ROCK1 plays an essential role in the transition from cardiac hypertrophy to failure in mice

Abstract

Pathological cardiac hypertrophy caused by diverse etiologies eventually leads to cardiac dilation and functional decompensation. We have recently reported that genetic deletion of Rho-associated coiled-coil containing protein kinase 1 (ROCK1) inhibited several pathological events including cardiomyocyte apoptosis in compensated hypertrophic hearts. The present study investigated whether ROCK1 deficiency can prevent the transition from hypertrophy to heart failure. Transgenic mice with cardiac-restricted overexpression of Gαq develop compensated cardiac hypertrophy at young ages, but progress into lethal cardiomyopathy accompanied by increased apoptosis after pregnancy or at old ages. The studies were first carried out using age- and pregnancy-matched wild-type, Gαq, ROCK1(-/-), and Gαq/ROCK1(-/-) mice. The potent beneficial effect of ROCK1 deletion is demonstrated by abolishment of peripartum mortality, and significant attenuation of left ventricular (LV) dilation, wall thinning, and contractile dysfunction in the peripartum Gαq transgenic mice. Increase in cardiomyocyte apoptosis was suppressed by ROCK1 deletion, associated with increased extracellular signal-regulated kinase/mitogen-activated protein kinase (ERK/MAPK) activation and inhibition of mitochondrial translocation of Bax. In addition, ROCK1 deficiency also improved survival, inhibited cardiomyocyte apoptosis, and preserved LV dimension and function in old Gαq mice at 12 months.
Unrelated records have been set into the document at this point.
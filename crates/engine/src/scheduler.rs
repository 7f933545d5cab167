// SPDX-License-Identifier: BUSL-1.1
// Copyright (c) 2026 Alfred Jean LLC

//! Priority scheduling with starvation prevention.
//!
//! Scoring is pure over the batch and the clock:
//!
//! `score = priority_weight + age_weight · age_secs + starvation_bonus`
//!
//! where the starvation bonus applies only to low/medium tasks that have
//! waited past the threshold, growing 5 points per second of overage. Old
//! low-priority work therefore eventually outranks fresh medium-priority
//! work.

use hive_core::{Clock, Priority, Task};
use serde::{Deserialize, Serialize};
use std::collections::HashMap;

/// Scheduler tuning knobs.
#[derive(Debug, Clone, Serialize, Deserialize)]
#[serde(default)]
pub struct SchedulerConfig {
    /// Base score per priority level.
    pub priority_weights: HashMap<Priority, f64>,
    /// Score added per second of task age.
    pub age_weight: f64,
    /// Age beyond which low/medium tasks accrue the starvation bonus.
    pub starvation_threshold_ms: u64,
    /// Most tasks a single `next_batch` call returns.
    pub max_batch_size: usize,
}

impl Default for SchedulerConfig {
    fn default() -> Self {
        Self {
            priority_weights: HashMap::from([
                (Priority::Critical, 100.0),
                (Priority::High, 50.0),
                (Priority::Medium, 25.0),
                (Priority::Low, 10.0),
            ]),
            age_weight: 0.1,
            starvation_threshold_ms: 60_000,
            max_batch_size: 10,
        }
    }
}

/// Bonus points per second a starving task has waited past the threshold.
const STARVATION_RATE_PER_SEC: f64 = 5.0;

/// Fallback weight for a priority missing from the config map.
const DEFAULT_PRIORITY_WEIGHT: f64 = 25.0;

/// Stateless priority scorer. Deterministic given the batch and the clock.
#[derive(Debug, Clone)]
pub struct Scheduler<C: Clock> {
    config: SchedulerConfig,
    clock: C,
}

impl<C: Clock> Scheduler<C> {
    pub fn new(config: SchedulerConfig, clock: C) -> Self {
        Self { config, clock }
    }

    pub fn config(&self) -> &SchedulerConfig {
        &self.config
    }

    /// Order a batch by descending score; ties resolve oldest-first.
    pub fn prioritize(&self, tasks: Vec<Task>) -> Vec<Task> {
        if tasks.is_empty() {
            return tasks;
        }

        let now_ms = self.clock.epoch_ms();
        let mut scored: Vec<(Task, f64)> = tasks
            .into_iter()
            .map(|task| {
                let score = self.score(&task, now_ms);
                (task, score)
            })
            .collect();

        scored.sort_by(|a, b| {
            b.1.total_cmp(&a.1)
                .then_with(|| a.0.created_at.cmp(&b.0.created_at))
        });

        scored.into_iter().map(|(task, _)| task).collect()
    }

    /// Score one task against the given wall-clock epoch.
    pub fn score(&self, task: &Task, now_epoch_ms: u64) -> f64 {
        let mut score = *self
            .config
            .priority_weights
            .get(&task.priority)
            .unwrap_or(&DEFAULT_PRIORITY_WEIGHT);

        let age_ms = task.age_ms(now_epoch_ms);
        score += self.config.age_weight * (age_ms as f64 / 1000.0);

        if matches!(task.priority, Priority::Low | Priority::Medium)
            && age_ms > self.config.starvation_threshold_ms
        {
            let over_secs = (age_ms - self.config.starvation_threshold_ms) as f64 / 1000.0;
            score += over_secs * STARVATION_RATE_PER_SEC;
        }

        score
    }

    /// Hint that a task should bypass queueing. The loop still enforces its
    /// concurrency bound.
    pub fn should_execute_now(&self, task: &Task) -> bool {
        matches!(task.priority, Priority::Critical | Priority::High)
    }

    /// Prioritize and return the top of the batch: at most `max_count`
    /// (defaulting to `max_batch_size`) tasks passing `filter`.
    pub fn next_batch<F>(&self, tasks: Vec<Task>, max_count: Option<usize>, filter: F) -> Vec<Task>
    where
        F: Fn(&Task) -> bool,
    {
        let max_count = max_count.unwrap_or(self.config.max_batch_size);
        let eligible: Vec<Task> = tasks.into_iter().filter(|t| filter(t)).collect();
        let mut ordered = self.prioritize(eligible);
        ordered.truncate(max_count);
        ordered
    }

    /// Rough queue-wait estimate: 5 s per task ahead, scaled down for higher
    /// priorities.
    pub fn estimate_wait_ms(&self, task: &Task, queue_position: usize) -> u64 {
        let base_wait = queue_position as f64 * 5000.0;
        let factor = match task.priority {
            Priority::Critical => 0.1,
            Priority::High => 0.5,
            Priority::Medium => 1.0,
            Priority::Low => 1.5,
        };
        (base_wait * factor) as u64
    }
}

/// Per-priority queue statistics.
#[derive(Debug, Clone, PartialEq, Serialize)]
pub struct QueueStats {
    pub total: usize,
    pub by_priority: HashMap<Priority, usize>,
}

/// Priority-ordered task queue.
///
/// Kept sorted via the scheduler on every enqueue; callers guard shared
/// access externally.
pub struct TaskQueue<C: Clock> {
    scheduler: Scheduler<C>,
    tasks: Vec<Task>,
}

impl<C: Clock> TaskQueue<C> {
    pub fn new(scheduler: Scheduler<C>) -> Self {
        Self {
            scheduler,
            tasks: Vec::new(),
        }
    }

    /// Add a task and return its position after re-prioritization.
    pub fn enqueue(&mut self, task: Task) -> usize {
        let id = task.id.clone();
        self.tasks.push(task);
        self.tasks = self.scheduler.prioritize(std::mem::take(&mut self.tasks));
        self.position(id.as_str()).unwrap_or(self.tasks.len() - 1)
    }

    /// Remove and return up to `count` tasks from the front.
    pub fn dequeue(&mut self, count: usize) -> Vec<Task> {
        let count = count.min(self.tasks.len());
        self.tasks.drain(..count).collect()
    }

    /// Look at the front of the queue without removing.
    pub fn peek(&self, count: usize) -> &[Task] {
        &self.tasks[..count.min(self.tasks.len())]
    }

    /// Remove a specific task. Returns whether it was present.
    pub fn remove(&mut self, task_id: &str) -> bool {
        let before = self.tasks.len();
        self.tasks.retain(|t| t.id != task_id);
        self.tasks.len() < before
    }

    /// Zero-based queue position of a task.
    pub fn position(&self, task_id: &str) -> Option<usize> {
        self.tasks.iter().position(|t| t.id == task_id)
    }

    pub fn len(&self) -> usize {
        self.tasks.len()
    }

    pub fn is_empty(&self) -> bool {
        self.tasks.is_empty()
    }

    /// Drop everything; returns how many tasks were cleared.
    pub fn clear(&mut self) -> usize {
        let count = self.tasks.len();
        self.tasks.clear();
        count
    }

    pub fn stats(&self) -> QueueStats {
        let mut by_priority: HashMap<Priority, usize> =
            Priority::ALL.iter().map(|p| (*p, 0)).collect();
        for task in &self.tasks {
            *by_priority.entry(task.priority).or_insert(0) += 1;
        }
        QueueStats {
            total: self.tasks.len(),
            by_priority,
        }
    }
}

#[cfg(test)]
#[path = "scheduler_tests.rs"]
mod tests;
Furthermore, transgenic overexpression of ROCK1 increased cardiomyocyte apoptosis and accelerated hypertrophic decompensation in Gαq hearts in the absence of pregnancy stress. The present study provides for the first time in vivo evidence for the long-term beneficial effects of ROCK1 deficiency in hypertrophic decompensation and suggests that ROCK1 may be an attractive therapeutic target to limit heart failure progression.